Work item:
Should a line in the entries below contain "actions", return that line.

Provided entries:
○ ○ ○ ○ ○

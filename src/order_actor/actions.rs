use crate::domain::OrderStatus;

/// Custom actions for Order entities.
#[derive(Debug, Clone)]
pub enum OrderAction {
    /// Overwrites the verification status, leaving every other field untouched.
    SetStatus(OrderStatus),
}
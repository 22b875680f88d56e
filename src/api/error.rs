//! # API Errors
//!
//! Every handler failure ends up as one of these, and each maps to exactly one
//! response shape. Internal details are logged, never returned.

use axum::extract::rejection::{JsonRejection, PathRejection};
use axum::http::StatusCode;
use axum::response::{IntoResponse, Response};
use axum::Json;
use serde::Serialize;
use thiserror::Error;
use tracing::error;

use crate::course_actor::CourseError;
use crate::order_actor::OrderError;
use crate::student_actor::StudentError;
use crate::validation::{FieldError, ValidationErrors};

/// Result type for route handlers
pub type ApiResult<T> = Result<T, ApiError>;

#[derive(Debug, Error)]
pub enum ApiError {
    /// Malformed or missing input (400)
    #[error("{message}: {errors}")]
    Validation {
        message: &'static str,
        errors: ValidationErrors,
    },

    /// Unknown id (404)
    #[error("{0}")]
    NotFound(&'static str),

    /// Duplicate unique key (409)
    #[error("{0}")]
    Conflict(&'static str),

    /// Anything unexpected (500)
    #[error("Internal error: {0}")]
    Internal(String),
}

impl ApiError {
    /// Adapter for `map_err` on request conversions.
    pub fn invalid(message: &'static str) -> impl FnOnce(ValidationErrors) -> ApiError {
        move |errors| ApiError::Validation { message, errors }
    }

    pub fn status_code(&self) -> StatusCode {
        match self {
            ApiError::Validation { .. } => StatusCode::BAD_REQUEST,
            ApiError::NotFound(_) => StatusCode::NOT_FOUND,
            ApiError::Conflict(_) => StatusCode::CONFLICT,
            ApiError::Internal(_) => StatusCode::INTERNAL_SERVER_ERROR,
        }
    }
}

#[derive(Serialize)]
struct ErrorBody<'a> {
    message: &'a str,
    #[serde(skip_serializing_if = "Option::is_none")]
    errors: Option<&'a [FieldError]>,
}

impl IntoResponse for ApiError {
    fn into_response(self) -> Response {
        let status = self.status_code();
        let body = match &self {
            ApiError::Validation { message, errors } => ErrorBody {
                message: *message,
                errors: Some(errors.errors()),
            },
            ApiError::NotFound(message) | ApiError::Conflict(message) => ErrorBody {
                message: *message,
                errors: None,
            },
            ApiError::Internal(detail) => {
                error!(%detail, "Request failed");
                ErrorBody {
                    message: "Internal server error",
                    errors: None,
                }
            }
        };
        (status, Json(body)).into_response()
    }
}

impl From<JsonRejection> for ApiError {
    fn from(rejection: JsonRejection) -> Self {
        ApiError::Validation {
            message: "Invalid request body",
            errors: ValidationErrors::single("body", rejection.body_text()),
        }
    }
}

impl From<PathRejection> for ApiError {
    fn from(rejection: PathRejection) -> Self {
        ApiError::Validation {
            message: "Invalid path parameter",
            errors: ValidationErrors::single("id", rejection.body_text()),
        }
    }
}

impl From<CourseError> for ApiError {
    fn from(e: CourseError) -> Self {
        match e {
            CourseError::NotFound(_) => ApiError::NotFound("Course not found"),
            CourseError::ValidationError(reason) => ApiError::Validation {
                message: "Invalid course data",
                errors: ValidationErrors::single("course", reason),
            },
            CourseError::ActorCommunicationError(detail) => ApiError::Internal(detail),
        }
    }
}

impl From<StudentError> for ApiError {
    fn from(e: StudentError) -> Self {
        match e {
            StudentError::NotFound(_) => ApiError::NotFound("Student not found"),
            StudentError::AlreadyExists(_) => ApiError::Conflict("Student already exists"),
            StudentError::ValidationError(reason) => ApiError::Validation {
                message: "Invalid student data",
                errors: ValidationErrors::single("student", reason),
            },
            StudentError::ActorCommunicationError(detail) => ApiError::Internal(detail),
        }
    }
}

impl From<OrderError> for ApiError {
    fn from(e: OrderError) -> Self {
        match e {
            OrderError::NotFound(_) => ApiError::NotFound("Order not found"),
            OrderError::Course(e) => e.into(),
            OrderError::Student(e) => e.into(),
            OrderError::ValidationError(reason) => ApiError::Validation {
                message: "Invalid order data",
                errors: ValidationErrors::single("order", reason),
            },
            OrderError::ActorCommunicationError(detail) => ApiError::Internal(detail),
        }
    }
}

○ ○ ○ ○ ○

Completed exercise:
filename src/order_actor/actions.rs
/// Custom actions for Order entities.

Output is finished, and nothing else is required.